For the records below, output each line exactly as it appears, from the first through the line with "process down, so".

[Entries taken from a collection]
..........

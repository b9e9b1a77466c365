use chrono::{DateTime, Utc};
use serde::{Deserialize, Serialize};
use sqlx;

/// One member's guess for a round. Only the fields matching the round's
/// game mode are set; `is_correct` and `points_change` stay null until
/// settlement.
#[derive(sqlx::FromRow, Serialize, Deserialize, Debug, Clone)]
#[serde(rename_all = "camelCase")]
pub struct Guess {
    pub id: i64,
    pub round_id: i64,
    pub user_id: i64,

    pub guess_tags: Option<Vec<String>>,
    pub guess_rating_min: Option<i32>,
    pub guess_rating_max: Option<i32>,
    pub guess_pass_rate_min: Option<f64>,
    pub guess_pass_rate_max: Option<f64>,

    pub is_correct: Option<bool>,
    pub points_change: Option<f64>,
    pub submitted_at: DateTime<Utc>,
}
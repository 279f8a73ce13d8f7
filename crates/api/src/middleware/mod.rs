//! Cross-cutting request guards.

pub mod rate_limit;
pub mod tenant;
//! Cleanup jobs for expired rules and old audit logs.
//!
//! Both jobs are scheduler-driven and must never take the process down, so
//! every failure is folded into a [`CleanupOutcome`] instead of propagating.

use chrono::{DateTime, Utc};
use serde::Serialize;
use serde_json::json;
use tracing::{error, info};

use rules_core::{AuditAction, AuditEntry};
use service::{AuditService, RuleService};

/// Result of one cleanup run, as reported to logs and callers.
#[derive(Debug, Clone, Serialize)]
#[serde(tag = "status", rename_all = "snake_case")]
pub enum CleanupOutcome {
    Success {
        deleted_count: u64,
        #[serde(skip_serializing_if = "Option::is_none")]
        retention_days: Option<i64>,
        timestamp: DateTime<Utc>,
    },
    Error {
        error: String,
        timestamp: DateTime<Utc>,
    },
}

impl CleanupOutcome {
    pub fn deleted_count(&self) -> Option<u64> {
        match self {
            Self::Success { deleted_count, .. } => Some(*deleted_count),
            Self::Error { .. } => None,
        }
    }
}

/// Runs the periodic cleanup jobs against the rule and audit services.
#[derive(Clone)]
pub struct CleanupService {
    rules: RuleService,
    audit: AuditService,
}

impl CleanupService {
    pub fn new(rules: RuleService, audit: AuditService) -> Self {
        Self { rules, audit }
    }

    /// Delete expired rules across all tenants and record one system-level
    /// audit entry for the sweep.
    pub async fn cleanup_expired_rules(&self) -> CleanupOutcome {
        match self.rules.delete_expired_rules(None).await {
            Ok(deleted_count) => {
                if deleted_count > 0 {
                    info!(deleted_count, "Cleaned up expired rules");
                }

                let entry = AuditEntry::new(
                    "system",
                    AuditAction::ExpiredCleanup,
                    "expired_rules",
                    "system",
                )
                .with_data(json!({ "deleted_count": deleted_count }));
                self.audit.record(entry).await;

                CleanupOutcome::Success {
                    deleted_count,
                    retention_days: None,
                    timestamp: Utc::now(),
                }
            }
            Err(e) => {
                error!(error = %e, "Error during expired rules cleanup");
                CleanupOutcome::Error {
                    error: e.to_string(),
                    timestamp: Utc::now(),
                }
            }
        }
    }

    /// Purge audit entries older than the retention window.
    pub async fn cleanup_old_audit_logs(&self, retention_days: i64) -> CleanupOutcome {
        match self.audit.purge(retention_days).await {
            Ok(deleted_count) => CleanupOutcome::Success {
                deleted_count,
                retention_days: Some(retention_days),
                timestamp: Utc::now(),
            },
            Err(e) => {
                error!(error = %e, retention_days, "Error during audit log cleanup");
                CleanupOutcome::Error {
                    error: e.to_string(),
                    timestamp: Utc::now(),
                }
            }
        }
    }
}
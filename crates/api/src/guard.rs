//! Guard pipeline composing the cross-cutting request checks.
//!
//! Every guarded handler runs through the same fixed order:
//! rate limit, permission check, handler, audit record. Tenant extraction
//! happens earlier, in [`RequestContext`](crate::extractors::RequestContext),
//! so a missing tenant header never consumes rate-limit quota.

use axum::{
    http::{HeaderValue, StatusCode},
    response::{IntoResponse, Response},
    Json,
};
use serde::Serialize;
use serde_json::Value;
use std::future::Future;

use rules_core::{AuditAction, AuditEntry, Error, Permission};

use crate::extractors::RequestContext;
use crate::response::ApiError;
use crate::state::AppState;

/// What to record about a guarded mutation.
pub struct AuditSpec {
    pub action: AuditAction,
    /// From the JSON body for write methods, from path parameters otherwise.
    pub resource_name: Option<String>,
    /// Snapshot of the request body for write methods.
    pub payload: Option<Value>,
}

impl AuditSpec {
    pub fn new(action: AuditAction) -> Self {
        Self {
            action,
            resource_name: None,
            payload: None,
        }
    }

    pub fn resource(mut self, name: impl Into<String>) -> Self {
        self.resource_name = Some(name.into());
        self
    }

    pub fn payload(mut self, payload: Value) -> Self {
        self.payload = Some(payload);
        self
    }
}

/// Successful guarded response carrying rate-limit observability headers.
#[derive(Debug)]
pub struct Guarded<T> {
    pub status: StatusCode,
    pub body: T,
    limit: u32,
    remaining: i64,
    reset: i64,
}

impl<T> Guarded<T> {
    /// Transform the body while keeping the rate-limit headers.
    pub fn map<U>(self, f: impl FnOnce(T) -> U) -> Guarded<U> {
        Guarded {
            status: self.status,
            body: f(self.body),
            limit: self.limit,
            remaining: self.remaining,
            reset: self.reset,
        }
    }

    pub fn with_status(mut self, status: StatusCode) -> Self {
        self.status = status;
        self
    }
}

impl<T: Serialize> IntoResponse for Guarded<T> {
    fn into_response(self) -> Response {
        let mut response = (self.status, Json(self.body)).into_response();
        let headers = response.headers_mut();
        headers.insert("X-RateLimit-Limit", HeaderValue::from(self.limit));
        headers.insert("X-RateLimit-Remaining", HeaderValue::from(self.remaining));
        headers.insert("X-RateLimit-Reset", HeaderValue::from(self.reset));
        response
    }
}

/// Run `handler` behind the full guard pipeline.
///
/// Rate-limit and permission denials short-circuit without an audit entry.
/// Once the handler runs, exactly one audit entry is recorded per
/// `AuditSpec`, success or failure, and a handler error still propagates
/// after the entry is written.
pub async fn run_guarded<T, F, Fut>(
    state: &AppState,
    ctx: &RequestContext,
    required: Permission,
    audit: Option<AuditSpec>,
    success_status: StatusCode,
    handler: F,
) -> Result<Guarded<T>, ApiError>
where
    F: FnOnce() -> Fut,
    Fut: Future<Output = rules_core::Result<T>>,
{
    let decision = state
        .rate_limiter
        .check(&ctx.tenant_id, state.settings.default_rate_limit);
    if !decision.allowed {
        return Err(Error::RateLimitExceeded(ctx.tenant_id.clone()).into());
    }

    if !state.tenants.has_permission(&ctx.tenant_id, required) {
        return Err(Error::forbidden(&ctx.tenant_id, required.as_str()).into());
    }

    let result = handler().await;

    if let Some(spec) = audit {
        state.audit.record(audit_entry(ctx, spec, &result)).await;
    }

    let body = result.map_err(ApiError::from)?;
    Ok(Guarded {
        status: success_status,
        body,
        limit: decision.limit,
        remaining: decision.remaining,
        reset: decision.reset,
    })
}

fn audit_entry<T>(
    ctx: &RequestContext,
    spec: AuditSpec,
    result: &rules_core::Result<T>,
) -> AuditEntry {
    let mut entry = AuditEntry::new(
        ctx.tenant_id.clone(),
        spec.action,
        spec.resource_name.unwrap_or_else(|| "unknown".to_string()),
        ctx.user_id.clone(),
    );

    if let Some(payload) = spec.payload {
        entry = entry.with_data(payload);
    }

    entry = entry
        .with_meta("ip_address", optional(ctx.client_ip.clone()))
        .with_meta("user_agent", optional(ctx.user_agent.clone()));

    match result {
        Ok(_) => entry.with_meta("status", "success"),
        Err(e) => entry
            .with_meta("status", "failed")
            .with_meta("error", e.to_string()),
    }
}

fn optional(value: Option<String>) -> Value {
    value.map(Value::String).unwrap_or(Value::Null)
}
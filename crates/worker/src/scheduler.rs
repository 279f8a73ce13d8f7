//! Scheduler for the periodic cleanup jobs.

use std::sync::Arc;
use std::time::Duration;
use tokio::time::interval;
use tracing::info;

use crate::cleanup::CleanupService;

/// Worker scheduler configuration.
#[derive(Debug, Clone)]
pub struct WorkerConfig {
    /// Expired-rule sweep interval
    pub expired_rules_interval: Duration,
    /// Audit-log purge interval
    pub audit_cleanup_interval: Duration,
    /// Audit entries older than this many days are purged
    pub audit_retention_days: i64,
}

impl Default for WorkerConfig {
    fn default() -> Self {
        Self {
            expired_rules_interval: Duration::from_secs(300), // 5 minutes
            audit_cleanup_interval: Duration::from_secs(86_400), // daily
            audit_retention_days: 90,
        }
    }
}

/// Background worker scheduler.
pub struct WorkerScheduler {
    config: WorkerConfig,
    cleanup: CleanupService,
}

impl WorkerScheduler {
    pub fn new(config: WorkerConfig, cleanup: CleanupService) -> Self {
        Self { config, cleanup }
    }

    /// Starts all background workers.
    pub fn start(self: Arc<Self>) -> Vec<tokio::task::JoinHandle<()>> {
        let mut handles = Vec::new();

        let scheduler = self.clone();
        handles.push(tokio::spawn(async move {
            scheduler.run_expired_rules_worker().await;
        }));

        let scheduler = self.clone();
        handles.push(tokio::spawn(async move {
            scheduler.run_audit_cleanup_worker().await;
        }));

        info!("Background workers started");
        handles
    }

    async fn run_expired_rules_worker(&self) {
        let mut ticker = interval(self.config.expired_rules_interval);

        loop {
            ticker.tick().await;
            self.cleanup.cleanup_expired_rules().await;
        }
    }

    async fn run_audit_cleanup_worker(&self) {
        let mut ticker = interval(self.config.audit_cleanup_interval);

        loop {
            ticker.tick().await;
            self.cleanup
                .cleanup_old_audit_logs(self.config.audit_retention_days)
                .await;
        }
    }
}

..........

- [Response to the exercise]:
repository b9e9b1a77466c365
use chrono::{DateTime, Utc};
use serde::{Deserialize, Serialize};
use sqlx;

/// One member's guess for a round. Only the fields matching the round's
/// game mode are set; `is_correct` and `points_change` stay null until
/// settlement.
#[derive(sqlx::FromRow, Serialize, Deserialize, Debug, Clone)]
#[serde(rename_all = "camelCase")]
pub struct Guess {
    pub id: i64,
    pub round_id: i64,
    pub user_id: i64,

    pub guess_tags: Option<Vec<String>>,
    pub guess_rating_min: Option<i32>,
    pub guess_rating_max: Option<i32>,
    pub guess_pass_rate_min: Option<f64>,
    pub guess_pass_rate_max: Option<f64>,

    pub is_correct: Option<bool>,
    pub points_change: Option<f64>,
    pub submitted_at: DateTime<Utc>,
}
repository 279f8a73ce13d8f7
filename crates/api/src/middleware/mod.rs
//! Cross-cutting request guards.

pub mod rate_limit;
pub mod tenant;
//! Cleanup jobs for expired rules and old audit logs.
//!
//! Both jobs are scheduler-driven and must never take the process down, so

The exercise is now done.